Atmosfere sonore gelide, sintetiche, accompagnano le immagini di un video che presenta una natura pre-storica, ancora vincolata alla dimensione del mito, avvolta in se stessa come un ouroboros. Lo sguardo striscia tra campi innevati e sorvola foreste secolari mentre sul palco assistiamo a una danza che sembra evocare l’aggregarsi degli atomi in molecole o il formarsi dei sistemi planetari. E’ una coreografia che non ha bisogno di appoggiarsi a un ritmo musicale -che è del tutto assente- perché sa generarne uno da sé, rendendo in qualche modo presente l’eterno rito della creazione. La musica è appunto priva di ritmo e di melodia, un’onda lunga aspramente noise, che pare dar voce al sofferto passaggio dall’inorganico all’organico, dal caos al kosmos.
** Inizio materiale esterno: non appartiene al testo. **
//! Brush selection over the plot.
//!
//! - POST /api/v1/selection { phase: "start"|"move"|"end", region }
//!   `region` is `[[x0, y0], [x1, y1]]` or `{x0, y0, x1, y1}` in plot
//!   pixels; `null` clears. Every phase recomputes the selection, so the
//!   count and breakdown follow the drag live.
//!
//! - DELETE /api/v1/selection
//!   Clears the selection.

use axum::{
    extract::State,
    routing::post,
    Json, Router,
};
use serde::Deserialize;

use crate::error::{AppError, Result};
use crate::models::TimelineView;
use crate::timeline::selection::{BrushPhase, SelectionRegion};
use crate::timeline::SharedTimeline;

pub fn routes(timeline: SharedTimeline) -> Router {
    Router::new()
        .route("/api/v1/selection", post(brush).delete(clear_selection))
        .with_state(timeline)
}

#[derive(Debug, Deserialize)]
struct BrushRequest {
    phase: BrushPhase,
    region: Option<SelectionRegion>,
}

async fn brush(
    State(timeline): State<SharedTimeline>,
    Json(request): Json<BrushRequest>,
) -> Result<Json<TimelineView>> {
    let mut timeline = timeline.write().map_err(|_| AppError::Internal("Lock poisoned".to_string()))?;
    let controller = timeline.controller_mut()?;
    controller.brush(request.phase, request.region)?;
    Ok(Json(controller.view()))
}

async fn clear_selection(State(timeline): State<SharedTimeline>) -> Result<Json<TimelineView>> {
    let mut timeline = timeline.write().map_err(|_| AppError::Internal("Lock poisoned".to_string()))?;
    let controller = timeline.controller_mut()?;
    controller.clear_selection();
    Ok(Json(controller.view()))
}
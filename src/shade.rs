//! Per-ray color resolution.
//!
//! Rays that intersect the sphere shade flat red. Everything else gets a
//! vertical sky gradient driven only by the normalized direction's
//! y-component, independent of x and z.

use glam::Vec3A;

use crate::config::RenderConfig;
use crate::error::RenderError;
use crate::ray::Ray;

/// Normalize a ray's direction, rejecting zero-length vectors.
///
/// glam's `normalize` would silently divide by zero; a zero direction is a
/// caller bug and surfaces as [`RenderError::InvalidDirection`] instead.
pub fn unit_direction(ray: &Ray) -> Result<Vec3A, RenderError> {
    if ray.direction.length_squared() == 0.0 {
        return Err(RenderError::InvalidDirection);
    }
    Ok(ray.direction.normalize())
}

/// Resolve the color for a single ray, each component in [0,1].
///
/// Hit: the configured hit color. Miss: blend factor
/// t = 0.5 * (unit_direction.y + 1) maps y in [-1,1] to [0,1], then
/// lerp from the bottom sky color to the top sky color.
pub fn ray_color(ray: &Ray, config: &RenderConfig) -> Result<Vec3A, RenderError> {
    if config.sphere.hit(ray) {
        return Ok(config.hit_color);
    }

    let t = 0.5 * (unit_direction(ray)?.y + 1.0);
    Ok((1.0 - t) * config.sky_bottom + t * config.sky_top)
}

/// Convert a color to three bytes in R,G,B order.
///
/// Channels are clamped to [0,1] before scaling, so out-of-range colors
/// saturate instead of wrapping. In-range channels map via
/// floor(255.999 * channel), giving 1.0 the full 255.
pub fn to_rgb_bytes(color: Vec3A) -> [u8; 3] {
    let clamped = color.clamp(Vec3A::ZERO, Vec3A::ONE);
    [
        (255.999 * clamped.x) as u8,
        (255.999 * clamped.y) as u8,
        (255.999 * clamped.z) as u8,
    ]
}

#[cfg(test)]
mod tests {
    use super::*;
    use crate::sphere::Sphere;

    const TOLERANCE: f32 = 1e-5;

    fn assert_close(actual: Vec3A, expected: Vec3A) {
        assert!(
            (actual - expected).length() < TOLERANCE,
            "expected {expected:?}, got {actual:?}"
        );
    }

    #[test]
    fn unit_direction_has_length_one() {
        let directions = [
            Vec3A::new(1.0, 0.0, 0.0),
            Vec3A::new(3.0, -4.0, 12.0),
            Vec3A::new(-0.001, 0.002, -0.003),
            Vec3A::new(1000.0, 2000.0, -500.0),
        ];
        for d in directions {
            let unit = unit_direction(&Ray::new(Vec3A::ZERO, d)).unwrap();
            assert!((unit.length() - 1.0).abs() < TOLERANCE, "direction {d:?}");
        }
    }

    #[test]
    fn zero_direction_is_rejected() {
        let ray = Ray::new(Vec3A::new(1.0, 2.0, 3.0), Vec3A::ZERO);
        assert!(matches!(
            unit_direction(&ray),
            Err(RenderError::InvalidDirection)
        ));
        assert!(matches!(
            ray_color(&ray, &RenderConfig::default()),
            Err(RenderError::InvalidDirection)
        ));
    }

    #[test]
    fn hitting_ray_shades_red() {
        let config = RenderConfig::default();
        let ray = Ray::new(Vec3A::ZERO, Vec3A::new(0.0, 0.0, -1.0));
        assert_eq!(ray_color(&ray, &config).unwrap(), Vec3A::new(1.0, 0.0, 0.0));
    }

    #[test]
    fn horizontal_ray_shades_gradient_midpoint() {
        // y == 0 after normalization gives t = 0.5, the exact midpoint blend
        // of white and sky-blue.
        let config = RenderConfig::default();
        let ray = Ray::new(Vec3A::ZERO, Vec3A::new(1.0, 0.0, 0.0));
        assert_close(
            ray_color(&ray, &config).unwrap(),
            Vec3A::new(0.75, 0.85, 1.0),
        );
    }

    #[test]
    fn straight_up_shades_sky_top() {
        // t = 1 selects the top color with no blending at all.
        let config = RenderConfig::default();
        let ray = Ray::new(Vec3A::ZERO, Vec3A::new(0.0, 1.0, 0.0));
        assert_eq!(ray_color(&ray, &config).unwrap(), config.sky_top);
    }

    #[test]
    fn straight_down_shades_sky_bottom() {
        // The sphere sits at (0,0,-1), so a straight-down ray misses it.
        let config = RenderConfig::default();
        let ray = Ray::new(Vec3A::ZERO, Vec3A::new(0.0, -1.0, 0.0));
        assert_eq!(ray_color(&ray, &config).unwrap(), config.sky_bottom);
    }

    #[test]
    fn gradient_ignores_x_and_z() {
        let config = RenderConfig {
            // Shrink the sphere to nothing so every ray misses.
            sphere: Sphere::new(Vec3A::new(0.0, 0.0, -1.0), 0.0),
            ..RenderConfig::default()
        };
        let a = Ray::new(Vec3A::ZERO, Vec3A::new(1.0, 1.0, 0.0));
        let b = Ray::new(Vec3A::ZERO, Vec3A::new(0.0, 1.0, 1.0));
        assert_close(
            ray_color(&a, &config).unwrap(),
            ray_color(&b, &config).unwrap(),
        );
    }

    #[test]
    fn byte_conversion_floors_and_saturates() {
        assert_eq!(to_rgb_bytes(Vec3A::new(0.0, 0.5, 1.0)), [0, 127, 255]);
        // Out-of-range channels clamp instead of wrapping.
        assert_eq!(to_rgb_bytes(Vec3A::new(-0.5, 2.0, 1.0)), [0, 255, 255]);
    }
}
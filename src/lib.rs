//! FirstRay single-sphere ray caster
//!
//! Casts one ray per pixel through a pinhole camera into a scene containing
//! exactly one sphere. Hitting rays shade red, missing rays shade a vertical
//! sky gradient. Output is an interleaved RGB byte buffer written as JPEG.

#![warn(missing_docs)]
#![warn(rustdoc::broken_intra_doc_links)]
#![warn(rustdoc::missing_crate_level_docs)]

pub mod camera;
pub mod config;
pub mod error;
pub mod output;
pub mod ray;
pub mod shade;
pub mod sphere;
//! Sphere primitive and the ray-sphere intersection test.

use glam::Vec3A;

use crate::ray::Ray;

/// Sphere defined by center and radius.
///
/// This renderer has no material system and no nearest-hit bookkeeping, so
/// the sphere only answers a yes/no intersection query.
#[derive(Debug, Clone, Copy)]
pub struct Sphere {
    /// Center point of the sphere in world coordinates.
    pub center: Vec3A,
    /// Radius of the sphere (always non-negative).
    pub radius: f32,
}

impl Sphere {
    /// Create a new sphere.
    ///
    /// Negative radius values are clamped to 0.0.
    pub fn new(center: Vec3A, radius: f32) -> Self {
        Self {
            center,
            radius: radius.max(0.0),
        }
    }

    /// Test whether the ray intersects the sphere.
    ///
    /// Solves |r(t) - center|^2 = radius^2 as the quadratic
    /// a*t^2 + b*t + c = 0 and reports a hit iff the discriminant
    /// b^2 - 4ac is strictly positive. Tangent rays (discriminant == 0)
    /// count as misses; the strict threshold is intentional and must not
    /// change without revisiting the shading policy.
    pub fn hit(&self, ray: &Ray) -> bool {
        let oc = ray.origin - self.center;
        let a = ray.direction.dot(ray.direction);
        let b = 2.0 * oc.dot(ray.direction);
        let c = oc.dot(oc) - self.radius * self.radius;
        let discriminant = b * b - 4.0 * a * c;
        discriminant > 0.0
    }
}
//! Ray representation.
//!
//! A ray is the half-line r(t) = origin + t * direction for t >= 0; every
//! pixel of the output image is shaded by exactly one of these.

use glam::Vec3A;

/// Ray in 3D space defined by origin and direction.
#[derive(Debug, Clone, Copy)]
pub struct Ray {
    /// Starting point of the ray in world coordinates, the camera position
    /// for every ray this renderer produces.
    pub origin: Vec3A,

    /// Direction vector of the ray.
    ///
    /// Stored exactly as given, never implicitly normalized. The intersection
    /// test works with the raw direction; only the sky gradient normalizes.
    pub direction: Vec3A,
}

impl Ray {
    /// Create a new ray with origin and direction.
    pub fn new(origin: Vec3A, direction: Vec3A) -> Self {
        Self { origin, direction }
    }

    /// Compute the point at parameter t along the ray.
    ///
    /// Returns r(t) = origin + t * direction.
    pub fn at(&self, t: f32) -> Vec3A {
        self.origin + t * self.direction
    }
}
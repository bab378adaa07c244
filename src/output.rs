//! Image file output.
//!
//! The renderer hands over a finished interleaved RGB buffer; encoding is
//! delegated entirely to the `image` crate.

use log::info;

use crate::error::RenderError;

/// Write an interleaved RGB byte buffer to disk as JPEG.
///
/// The buffer must be row-major, top row first, with row stride width*3.
/// A failed write is fatal to the caller, so the error propagates instead of
/// being logged and swallowed.
pub fn save_image_as_jpeg(
    buffer: &[u8],
    width: u32,
    height: u32,
    output_path: &str,
) -> Result<(), RenderError> {
    image::save_buffer(
        output_path,
        buffer,
        width,
        height,
        image::ExtendedColorType::Rgb8,
    )?;
    info!("Image saved as {}", output_path);
    Ok(())
}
Quando poi le immagini del vj set ci mostrano paesaggi post-industriali dove i tralicci dell’alta tensione fanno da contraltare agli alberi maestosi visti alcuni frame prima, i ballerini entrano in scena con costumi futuristici e minimali.
Il raffreddamento estetico del nuovo paesaggio suburbano mantiene immutata quella vitalità che già caratterizzava la prima parte dello spettacolo e che Levaggi esprime evitando “contrazioni e piegamenti troppo audaci del busto” in favore di “una forte spinta del bacino che muove tutto il corpo e che dà al movimento un senso di altezza come se si dovesse stare sempre a galla”. Un movimento che ricorda la linea serpentinata della pittura manierista e delle fiammeggianti figure di El Greco.
Gli elaborati giochi di luce intervengono su uno spazio costruito da architetture imponenti quanto essenziali, che ingabbiano i protagonisti dello spettacolo, quasi costringendoli alla comunicazione. I danzatori infatti sembrano dialogare fra loro scambiandosi di tanto in tanto un abbraccio o scostandosi delicatamente. Il video sulla destra della scena ci offre un punto di fuga con immagini prese da un treno in corsa e -nonostante gli interventi del motion graphics– lo sguardo conserva una vocazione fortemente narrativa. Mentre è il balletto a sublimare nell’astrazione espressioni archetipe dell’umano.